Reilly Cloud, a former Tulsa District park ranger from the Hugo Lake Project Office, and former manages the U.S. Army Corps of Engineers’ forested lands in the Lower Red River Area.
Cloud, who grew up around Hugo and worked for the Oklahoma State Forestry Services before joining the Corps of Engineers, coordinates and executes timber sales called blue dot thinning and salvage cut sales.
Blue dot sales occur when some trees in a forest are culled to improve the health of the area by reducing competition.
Salvage sales are necessary when trees encroach on a dam or flood risk mitigation structure or when flooding, natural disasters or diseases damage trees.
“Blue dot sales are thinnings that will occur. It just helps increase the forest health as well as the wildlife,” Cloud said. “Thinning a forest will increase the forest health because it removes the stress of having to grow and compete with all the other trees around. It reduces the risk of the trees dying from insects and disease.”
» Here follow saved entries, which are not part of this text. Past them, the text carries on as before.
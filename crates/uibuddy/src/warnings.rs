//! Recoverable failures. A warning never aborts a build.

use std::sync::Mutex;

use crate::context::ResourceKind;
use crate::error::Grammar;
use crate::tables::StyleProperty;

/// Element label used in warning text when the node has no `name`.
pub const UNNAMED_ELEMENT: &str = "Unnamed element";

#[derive(Debug, Clone, PartialEq, Eq, thiserror::Error)]
pub enum Warning {
    #[error("Invalid attribute name on {element}: {name}=\"{value}\"")]
    UnknownAttribute {
        element: String,
        name: String,
        value: String,
    },
    #[error("Invalid attribute value on {element}: {name}=\"{value}\"")]
    InvalidAttributeValue {
        element: String,
        name: String,
        value: String,
    },
    #[error("Unsupported attribute on {element}: {name}=\"{value}\"")]
    UnsupportedAttribute {
        element: String,
        name: String,
        value: String,
    },
    #[error("Ignored element after the document root: {name}")]
    IgnoredElement { name: String },
    #[error("Unknown uss property: {property}")]
    UnknownStyleProperty { property: String },
    #[error("Missing uss value for property: {property}")]
    EmptyStyleValue { property: String },
    #[error("Malformed uss declaration: {text}")]
    MalformedDeclaration { text: String },
    #[error("Unsupported uss value: {value}")]
    UnsupportedStyleValue {
        element: String,
        property: StyleProperty,
        value: String,
    },
    #[error("Invalid {grammar} value on {element}: {value}")]
    InvalidStyleValue {
        element: String,
        property: StyleProperty,
        grammar: Grammar,
        value: String,
    },
    #[error("Missing {kind} resource on {element}: {path}")]
    ResourceNotFound {
        element: String,
        property: StyleProperty,
        kind: ResourceKind,
        path: String,
    },
}

/// Receives every recoverable failure.
pub trait WarningSink: Send + Sync {
    fn warning(&self, warning: &Warning);
}

/// Emits warnings through `tracing::warn!`.
#[derive(Debug, Clone, Copy, Default)]
pub struct TracingSink;

impl WarningSink for TracingSink {
    fn warning(&self, warning: &Warning) {
        match warning {
            Warning::UnknownAttribute {
                element,
                name,
                value,
            }
            | Warning::InvalidAttributeValue {
                element,
                name,
                value,
            }
            | Warning::UnsupportedAttribute {
                element,
                name,
                value,
            } => {
                tracing::warn!(element = %element, attribute = %name, value = %value, "{warning}");
            }
            Warning::IgnoredElement { name } => {
                tracing::warn!(element = %name, "{warning}");
            }
            Warning::UnknownStyleProperty { property } | Warning::EmptyStyleValue { property } => {
                tracing::warn!(property = %property, "{warning}");
            }
            Warning::MalformedDeclaration { text } => {
                tracing::warn!(value = %text, "{warning}");
            }
            Warning::UnsupportedStyleValue {
                element,
                property,
                value,
            }
            | Warning::InvalidStyleValue {
                element,
                property,
                value,
                ..
            } => {
                tracing::warn!(
                    element = %element,
                    property = property.as_str(),
                    value = %value,
                    "{warning}"
                );
            }
            Warning::ResourceNotFound {
                element,
                property,
                path,
                ..
            } => {
                tracing::warn!(
                    element = %element,
                    property = property.as_str(),
                    value = %path,
                    "{warning}"
                );
            }
        }
    }
}

/// Keeps every warning in memory, in emission order.
#[derive(Debug, Default)]
pub struct WarningLog {
    entries: Mutex<Vec<Warning>>,
}

impl WarningLog {
    pub fn new() -> Self {
        Self::default()
    }

    pub fn warnings(&self) -> Vec<Warning> {
        self.entries
            .lock()
            .unwrap_or_else(|poisoned| poisoned.into_inner())
            .clone()
    }

    /// Drains the log.
    pub fn take(&self) -> Vec<Warning> {
        std::mem::take(
            &mut *self
                .entries
                .lock()
                .unwrap_or_else(|poisoned| poisoned.into_inner()),
        )
    }

    pub fn is_empty(&self) -> bool {
        self.entries
            .lock()
            .unwrap_or_else(|poisoned| poisoned.into_inner())
            .is_empty()
    }
}

impl WarningSink for WarningLog {
    fn warning(&self, warning: &Warning) {
        self.entries
            .lock()
            .unwrap_or_else(|poisoned| poisoned.into_inner())
            .push(warning.clone());
    }
}
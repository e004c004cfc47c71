keyword_table! {
    pub enum Align {
        Auto => "auto",
        FlexStart => "flex-start",
        FlexEnd => "flex-end",
        Center => "center",
        Stretch => "stretch",
    }
}

keyword_table! {
    pub enum FlexDirection {
        Row => "row",
        RowReverse => "row-reverse",
        Column => "column",
        ColumnReverse => "column-reverse",
    }
}

keyword_table! {
    pub enum Wrap {
        NoWrap => "nowrap",
        Wrap => "wrap",
        WrapReverse => "wrap-reverse",
    }
}

keyword_table! {
    pub enum DisplayStyle {
        Flex => "flex",
        None => "none",
    }
}

keyword_table! {
    pub enum Justify {
        FlexStart => "flex-start",
        FlexEnd => "flex-end",
        Center => "center",
        SpaceBetween => "space-between",
        SpaceAround => "space-around",
    }
}

keyword_table! {
    pub enum Overflow {
        Visible => "visible",
        Hidden => "hidden",
    }
}

keyword_table! {
    pub enum Position {
        Relative => "relative",
        Absolute => "absolute",
    }
}

keyword_table! {
    pub enum TextOverflow {
        Clip => "clip",
        Ellipsis => "ellipsis",
    }
}

keyword_table! {
    pub enum ScaleMode {
        StretchToFill => "stretch-to-fill",
        ScaleAndCrop => "scale-and-crop",
        ScaleToFit => "scale-to-fit",
    }
}

keyword_table! {
    pub enum FontStyle {
        Normal => "normal",
        Italic => "italic",
        Bold => "bold",
        BoldAndItalic => "bold-and-italic",
    }
}

keyword_table! {
    pub enum TextAnchor {
        UpperLeft => "upper-left",
        UpperCenter => "upper-center",
        UpperRight => "upper-right",
        MiddleLeft => "middle-left",
        MiddleCenter => "middle-center",
        MiddleRight => "middle-right",
        LowerLeft => "lower-left",
        LowerCenter => "lower-center",
        LowerRight => "lower-right",
    }
}

keyword_table! {
    pub enum TextOverflowPosition {
        Start => "start",
        Middle => "middle",
        End => "end",
    }
}

keyword_table! {
    pub enum WhiteSpace {
        Normal => "normal",
        NoWrap => "nowrap",
    }
}

keyword_table! {
    pub enum Visibility {
        Visible => "visible",
        Hidden => "hidden",
    }
}

keyword_table! {
    pub enum OverflowClipBox {
        PaddingBox => "padding-box",
        ContentBox => "content-box",
    }
}

keyword_table! {
    pub enum Repeat {
        Repeat => "repeat",
        NoRepeat => "no-repeat",
    }
}

keyword_table! {
    /// Transition timing functions.
    pub enum EasingMode {
        Ease => "ease",
        EaseIn => "ease-in",
        EaseOut => "ease-out",
        EaseInOut => "ease-in-out",
        Linear => "linear",
        EaseInSine => "ease-in-sine",
        EaseOutSine => "ease-out-sine",
        EaseInOutSine => "ease-in-out-sine",
        EaseInCubic => "ease-in-cubic",
        EaseOutCubic => "ease-out-cubic",
        EaseInOutCubic => "ease-in-out-cubic",
        EaseInCirc => "ease-in-circ",
        EaseOutCirc => "ease-out-circ",
        EaseInOutCirc => "ease-in-out-circ",
        EaseInElastic => "ease-in-elastic",
        EaseOutElastic => "ease-out-elastic",
        EaseInOutElastic => "ease-in-out-elastic",
        EaseInBack => "ease-in-back",
        EaseOutBack => "ease-out-back",
        EaseInOutBack => "ease-in-out-back",
        EaseInBounce => "ease-in-bounce",
        EaseOutBounce => "ease-out-bounce",
        EaseInOutBounce => "ease-in-out-bounce",
    }
}

keyword_table! {
    /// Built-in cursors accepted by `cursor`.
    pub enum MouseCursor {
        Arrow => "arrow",
        Text => "text",
        ResizeVertical => "resize-vertical",
        ResizeHorizontal => "resize-horizontal",
        Link => "link",
        SlideArrow => "slide-arrow",
        ResizeUpRight => "resize-up-right",
        ResizeUpLeft => "resize-up-left",
        MoveArrow => "move-arrow",
        RotateArrow => "rotate-arrow",
        ScaleArrow => "scale-arrow",
        ArrowPlus => "arrow-plus",
        ArrowMinus => "arrow-minus",
        Pan => "pan",
        Orbit => "orbit",
        Zoom => "zoom",
        Fps => "fps",
        SplitResizeUpDown => "split-resize-up-down",
        SplitResizeLeftRight => "split-resize-left-right",
    }
}
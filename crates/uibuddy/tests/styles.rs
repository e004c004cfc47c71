use std::sync::Arc;

use anyhow::Result;
use uibuddy::style::CursorStyle;
use uibuddy::tables::MouseCursor;
use uibuddy::values::{Axis, BackgroundPositionKeyword, Length, Rgba, StyleKeyword, StyleValue};
use uibuddy::{
    Grammar, MapResolver, ResourceHandle, ResourceKind, StyleProperty, UiBuilder, Warning,
    WarningLog, WidgetNode, WidgetType,
};

fn builder() -> (UiBuilder, Arc<WarningLog>) {
    let log = Arc::new(WarningLog::new());
    let resolver = MapResolver::new()
        .with_texture("Textures/panel", "tex-panel")
        .with_font("Fonts/Inter", "font-inter");
    let builder = UiBuilder::new()
        .with_sink(log.clone())
        .with_resolver(Arc::new(resolver));
    (builder, log)
}

fn node() -> WidgetNode {
    WidgetNode::new(WidgetType::VisualElement)
}

fn px(value: f32) -> Option<StyleValue<Length>> {
    Some(StyleValue::Value(Length::Pixels(value)))
}

#[test]
fn margin_shorthand_expands_every_count() -> Result<()> {
    let (builder, log) = builder();
    let cases = [
        ("4px", [4.0, 4.0, 4.0, 4.0]),
        ("4px 8px", [4.0, 8.0, 4.0, 8.0]),
        ("1px 2px 3px", [1.0, 2.0, 3.0, 2.0]),
        ("1px 2px 3px 4px", [1.0, 2.0, 3.0, 4.0]),
    ];
    for (text, [top, right, bottom, left]) in cases {
        let mut node = node();
        builder.apply_style(&mut node, &format!("margin: {text}"));
        let margin = &node.style.margin;
        assert_eq!(margin.top, px(top), "{text}");
        assert_eq!(margin.right, px(right), "{text}");
        assert_eq!(margin.bottom, px(bottom), "{text}");
        assert_eq!(margin.left, px(left), "{text}");
    }
    assert!(log.is_empty());
    Ok(())
}

#[test]
fn border_radius_uses_corner_order() {
    let (builder, _) = builder();
    let mut node = node();
    builder.apply_style(&mut node, "border-radius: 1px 2px 3px");
    let radius = &node.style.border_radius;
    assert_eq!(radius.top_left, px(1.0));
    assert_eq!(radius.top_right, px(2.0));
    assert_eq!(radius.bottom_right, px(3.0));
    assert_eq!(radius.bottom_left, px(2.0));
}

#[test]
fn equivalent_colors_resolve_identically() {
    let (builder, log) = builder();
    let red = Rgba::new(1.0, 0.0, 0.0, 1.0);
    for text in [
        "red",
        "#ff0000",
        "#f00",
        "rgb(255,0,0)",
        "rgba(255, 0, 0, 1)",
        "hsl(0, 100%, 50%)",
    ] {
        let mut node = node();
        assert!(
            builder.apply_style_property(&mut node, StyleProperty::Color, text),
            "{text}"
        );
        match node.style.color {
            Some(StyleValue::Value(color)) => {
                assert!(color.approx_eq(&red, 1e-3), "{text}: {color:?}")
            }
            other => panic!("unexpected color for {text}: {:?}", other),
        }
    }
    assert!(log.is_empty());
}

#[test]
fn flex_shorthand() {
    let (builder, _) = builder();
    let mut node = node();
    builder.apply_style(&mut node, "flex: auto");
    let auto = Some(StyleValue::Keyword(StyleKeyword::Auto));
    assert_eq!(node.style.flex_grow, auto);
    assert_eq!(node.style.flex_shrink, auto);
    assert_eq!(
        node.style.flex_basis,
        Some(StyleValue::Keyword(StyleKeyword::Auto))
    );

    let mut node = self::node();
    builder.apply_style(&mut node, "flex: 2");
    assert_eq!(node.style.flex_grow, Some(StyleValue::Value(2.0)));
    assert_eq!(node.style.flex_shrink, Some(StyleValue::Value(1.0)));
    assert_eq!(node.style.flex_basis, px(0.0));
}

#[test]
fn background_position_axes() {
    let (builder, _) = builder();
    let mut node = node();
    builder.apply_style(&mut node, "background-position: left 50%");
    let x = node.style.background_position_x.clone().and_then(|v| v.value().cloned());
    let x = x.expect("x position");
    assert_eq!(x.keyword, BackgroundPositionKeyword::Left);
    assert_eq!(x.offset, Length::Percent(50.0));
    assert!(node.style.background_position_y.is_none());

    let mut node = self::node();
    builder.apply_style(&mut node, "background-position: center");
    assert!(node.style.background_position_x.is_some());
    assert_eq!(node.style.background_position_x, node.style.background_position_y);

    let components = uibuddy::values::parse_background_position("center").expect("parse");
    assert_eq!(components[0].axis, Axis::All);
}

#[test]
fn malformed_declaration_does_not_block_valid_one() {
    let (builder, log) = builder();
    let mut node = node();
    builder.apply_style(&mut node, "bogus; color: red;");
    assert!(node.style.color.is_some());
    assert_eq!(
        log.take(),
        vec![Warning::MalformedDeclaration {
            text: "bogus".into()
        }]
    );
}

#[test]
fn reapplying_style_is_idempotent() {
    let (builder, _) = builder();
    let text = "margin: 1px 2px; color: #123456; flex: 1 0 10%; \
                transition: opacity 0.2s ease-in 100ms; \
                background-image: url('Assets/Textures/panel.png')";
    let mut once = node();
    builder.apply_style(&mut once, text);
    let mut twice = node();
    builder.apply_style(&mut twice, text);
    builder.apply_style(&mut twice, text);
    assert!(!once.style.is_empty());
    assert_eq!(once.style, twice.style);
}

#[test]
fn failed_value_leaves_previous_state() {
    let (builder, log) = builder();
    let mut node = WidgetNode::new(WidgetType::Label);
    node.common.name = Some("caption".into());
    builder.apply_style(&mut node, "width: 20px; margin: 1px");
    builder.apply_style(&mut node, "width: wide; margin: 1px 2px 3px 4px 5px");
    assert_eq!(node.style.width, px(20.0));
    assert_eq!(node.style.margin.left, px(1.0));

    let warnings = log.take();
    assert_eq!(warnings.len(), 2);
    assert!(matches!(
        &warnings[0],
        Warning::InvalidStyleValue {
            element,
            property: StyleProperty::Width,
            grammar: Grammar::Length,
            ..
        } if element == "caption"
    ));
}

#[test]
fn enumerated_value_outside_table_is_unsupported() {
    let (builder, log) = builder();
    let mut node = node();
    assert!(!builder.apply_style_property(&mut node, StyleProperty::Display, "grid"));
    assert!(builder.apply_style_property(&mut node, StyleProperty::Display, "none"));
    assert!(matches!(
        log.take().as_slice(),
        [Warning::UnsupportedStyleValue { value, .. }] if value == "grid"
    ));
}

#[test]
fn resources_resolve_through_the_host() {
    let (builder, log) = builder();
    let mut node = node();
    builder.apply_style(
        &mut node,
        "background-image: url(\"project://database/Assets/Textures/panel.png?guid=1\"); \
         -unity-font: resource('Fonts/Inter'); cursor: url('Textures/panel') 4 8",
    );
    assert_eq!(
        node.style.background_image,
        Some(StyleValue::Value(ResourceHandle::new("tex-panel")))
    );
    assert_eq!(
        node.style.unity_font,
        Some(StyleValue::Value(ResourceHandle::new("font-inter")))
    );
    assert!(matches!(
        &node.style.cursor,
        Some(StyleValue::Value(CursorStyle::Texture { hotspot, .. })) if *hotspot == (4.0, 8.0)
    ));
    assert!(log.is_empty(), "unexpected warnings: {:?}", log.warnings());

    builder.apply_style(&mut node, "-unity-font: url('Textures/panel'); cursor: link");
    assert_eq!(
        node.style.cursor,
        Some(StyleValue::Value(CursorStyle::Builtin(MouseCursor::Link)))
    );
    assert!(matches!(
        log.take().as_slice(),
        [Warning::ResourceNotFound { kind: ResourceKind::Font, .. }]
    ));
}

#[test]
fn compile_style_without_a_tree() {
    let (builder, _) = builder();
    let style = builder.compile_style("opacity: 0.25; rotate: 90deg");
    assert_eq!(style.opacity, Some(StyleValue::Value(0.25)));
    assert!(style.rotate.is_some());
}
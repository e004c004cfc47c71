use serde::Serialize;

use super::{Length, StyleKeyword, parse_length, parse_number, require_text, tokens};
use crate::error::{Grammar, ParseError, ParseResult};

/// Result of the `flex` shorthand.
#[derive(Debug, Clone, Copy, PartialEq, Serialize)]
#[serde(rename_all = "snake_case")]
pub enum FlexShorthand {
    /// `auto`, `initial` or `none` on their own; no numeric part is set.
    Keyword(StyleKeyword),
    Values { grow: f32, shrink: f32, basis: Length },
}

const DEFAULT_SHRINK: f32 = 1.0;
const DEFAULT_BASIS: Length = Length::Pixels(0.0);

pub fn parse_flex(text: &str) -> ParseResult<FlexShorthand> {
    let text = require_text(text, Grammar::Flex)?;
    let lowered = text.to_ascii_lowercase();
    let parts = tokens(&lowered);
    let invalid = || ParseError::invalid(Grammar::Flex, text);

    if let [single] = parts.as_slice() {
        match *single {
            "auto" => return Ok(FlexShorthand::Keyword(StyleKeyword::Auto)),
            "initial" => return Ok(FlexShorthand::Keyword(StyleKeyword::Initial)),
            "none" => return Ok(FlexShorthand::Keyword(StyleKeyword::None)),
            _ => {}
        }
    }

    let (grow, shrink, basis) = match parts.as_slice() {
        [single] => {
            if let Ok(basis) = parse_length(single) {
                (0.0, DEFAULT_SHRINK, basis)
            } else if let Some(grow) = parse_number(single) {
                (grow, DEFAULT_SHRINK, DEFAULT_BASIS)
            } else if let Some(basis) = basis_keyword(single) {
                (0.0, DEFAULT_SHRINK, basis)
            } else {
                return Err(invalid());
            }
        }
        [grow, second] => {
            let grow = parse_number(grow).ok_or_else(invalid)?;
            if let Some(shrink) = parse_number(second) {
                (grow, shrink, DEFAULT_BASIS)
            } else {
                let basis = length_or_basis_keyword(second).ok_or_else(invalid)?;
                (grow, DEFAULT_SHRINK, basis)
            }
        }
        [grow, shrink, basis] => (
            parse_number(grow).ok_or_else(invalid)?,
            parse_number(shrink).ok_or_else(invalid)?,
            length_or_basis_keyword(basis).ok_or_else(invalid)?,
        ),
        _ => return Err(invalid()),
    };

    Ok(FlexShorthand::Values {
        grow,
        shrink,
        basis,
    })
}

fn basis_keyword(token: &str) -> Option<Length> {
    match token {
        "auto" => Some(Length::Auto),
        "min-content" => Some(Length::Percent(0.0)),
        _ => None,
    }
}

fn length_or_basis_keyword(token: &str) -> Option<Length> {
    parse_length(token).ok().or_else(|| basis_keyword(token))
}

#[cfg(test)]
mod tests {
    use super::*;

    fn values(text: &str) -> (f32, f32, Length) {
        match parse_flex(text) {
            Ok(FlexShorthand::Values {
                grow,
                shrink,
                basis,
            }) => (grow, shrink, basis),
            other => panic!("unexpected flex for {text}: {:?}", other),
        }
    }

    #[test]
    fn single_keywords_short_circuit() {
        assert_eq!(
            parse_flex("auto").unwrap(),
            FlexShorthand::Keyword(StyleKeyword::Auto)
        );
        assert_eq!(
            parse_flex("initial").unwrap(),
            FlexShorthand::Keyword(StyleKeyword::Initial)
        );
        assert_eq!(
            parse_flex("NONE").unwrap(),
            FlexShorthand::Keyword(StyleKeyword::None)
        );
    }

    #[test]
    fn single_number_is_grow() {
        assert_eq!(values("2"), (2.0, 1.0, Length::Pixels(0.0)));
    }

    #[test]
    fn single_length_is_basis() {
        assert_eq!(values("10%"), (0.0, 1.0, Length::Percent(10.0)));
        assert_eq!(values("30px"), (0.0, 1.0, Length::Pixels(30.0)));
        assert_eq!(values("min-content"), (0.0, 1.0, Length::Percent(0.0)));
    }

    #[test]
    fn two_tokens() {
        assert_eq!(values("2 2"), (2.0, 2.0, Length::Pixels(0.0)));
        assert_eq!(values("1 30px"), (1.0, 1.0, Length::Pixels(30.0)));
        assert_eq!(values("1 auto"), (1.0, 1.0, Length::Auto));
    }

    #[test]
    fn three_tokens() {
        assert_eq!(values("2 2 10%"), (2.0, 2.0, Length::Percent(10.0)));
        assert_eq!(values("1 1 auto"), (1.0, 1.0, Length::Auto));
    }

    #[test]
    fn malformed_flex_fails() {
        for text in ["", "grow", "1px 2", "1 2 3", "1 2 3px 4", "a b c"] {
            assert!(parse_flex(text).is_err(), "{text} should not parse");
        }
    }
}
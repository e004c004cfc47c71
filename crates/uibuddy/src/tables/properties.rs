keyword_table! {
    /// Canonical style property identifiers.
    pub enum StyleProperty {
        AlignContent => "align-content",
        AlignItems => "align-items",
        AlignSelf => "align-self",
        BackgroundColor => "background-color",
        BackgroundImage => "background-image",
        BackgroundPosition => "background-position",
        BackgroundPositionX => "background-position-x",
        BackgroundPositionY => "background-position-y",
        BackgroundRepeat => "background-repeat",
        BackgroundSize => "background-size",
        BorderBottomColor => "border-bottom-color",
        BorderBottomLeftRadius => "border-bottom-left-radius",
        BorderBottomRightRadius => "border-bottom-right-radius",
        BorderBottomWidth => "border-bottom-width",
        BorderColor => "border-color",
        BorderLeftColor => "border-left-color",
        BorderLeftWidth => "border-left-width",
        BorderRadius => "border-radius",
        BorderRightColor => "border-right-color",
        BorderRightWidth => "border-right-width",
        BorderTopColor => "border-top-color",
        BorderTopLeftRadius => "border-top-left-radius",
        BorderTopRightRadius => "border-top-right-radius",
        BorderTopWidth => "border-top-width",
        BorderWidth => "border-width",
        Bottom => "bottom",
        Color => "color",
        Cursor => "cursor",
        Display => "display",
        Flex => "flex",
        FlexBasis => "flex-basis",
        FlexDirection => "flex-direction",
        FlexGrow => "flex-grow",
        FlexShrink => "flex-shrink",
        FlexWrap => "flex-wrap",
        FontSize => "font-size",
        Height => "height",
        JustifyContent => "justify-content",
        Left => "left",
        LetterSpacing => "letter-spacing",
        Margin => "margin",
        MarginBottom => "margin-bottom",
        MarginLeft => "margin-left",
        MarginRight => "margin-right",
        MarginTop => "margin-top",
        MaxHeight => "max-height",
        MaxWidth => "max-width",
        MinHeight => "min-height",
        MinWidth => "min-width",
        Opacity => "opacity",
        Overflow => "overflow",
        Padding => "padding",
        PaddingBottom => "padding-bottom",
        PaddingLeft => "padding-left",
        PaddingRight => "padding-right",
        PaddingTop => "padding-top",
        Position => "position",
        Right => "right",
        Rotate => "rotate",
        Scale => "scale",
        TextOverflow => "text-overflow",
        TextShadow => "text-shadow",
        Top => "top",
        TransformOrigin => "transform-origin",
        Transition => "transition",
        TransitionDelay => "transition-delay",
        TransitionDuration => "transition-duration",
        TransitionProperty => "transition-property",
        TransitionTimingFunction => "transition-timing-function",
        Translate => "translate",
        UnityBackgroundImageTintColor => "-unity-background-image-tint-color",
        UnityBackgroundScaleMode => "-unity-background-scale-mode",
        UnityFont => "-unity-font",
        UnityFontDefinition => "-unity-font-definition",
        UnityFontStyle => "-unity-font-style",
        UnityOverflowClipBox => "-unity-overflow-clip-box",
        UnityParagraphSpacing => "-unity-paragraph-spacing",
        UnitySliceBottom => "-unity-slice-bottom",
        UnitySliceLeft => "-unity-slice-left",
        UnitySliceRight => "-unity-slice-right",
        UnitySliceScale => "-unity-slice-scale",
        UnitySliceTop => "-unity-slice-top",
        UnityTextAlign => "-unity-text-align",
        UnityTextOutline => "-unity-text-outline",
        UnityTextOutlineColor => "-unity-text-outline-color",
        UnityTextOutlineWidth => "-unity-text-outline-width",
        UnityTextOverflowPosition => "-unity-text-overflow-position",
        Visibility => "visibility",
        WhiteSpace => "white-space",
        Width => "width",
        WordSpacing => "word-spacing",
    }
}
Cloud will also be a district resource in the event of timber theft.
According to Isaac Martin, Hugo Lake Manager and acting Operations Project Manager for the Lower Red River Area. The project office determined there was a need for a forester when a change to dam safety requirements set a 50 foot clearance from the toe of a dam or levee to trees.
The goal of the requirement was to ensure access to flood control structures, and to provide a root free buffer zone as trees can damage flood risk reduction structures.
“At most projects that wouldn’t be an issue but in this area [southeastern Oklahoma] we have significant old growth timber that we were going to doze and burn,” said Martin.
According to Martin the project would be missing out on an opportunity and wasting resources if they just burned the trees. They began using foresters from other Southwestern Division Districts, including the Fort Worth District, to sell the timber.
Properly managed, forestry programs allow for thinning and benefit the forest’s ecosystems by removing some of the canopy which in turn reduces competition and allows sunlight to reach the forest floor activating the seed bank to allow for new and regenerative growth, Cloud said.
New growth in the forest provides sustenance for wildlife like deer and wild turkey.
“In a crowded timber stand, all of the food, the leaves are up high in the tree. When you thin a stand, trees will then have branches lower down,” said Cloud.
Thinning and salvage cutting also reduce the fuel load in wooded areas, minimizing the risk of wildfires.
Proceeds from the sales of timber on Corps property will go to support environmental programs.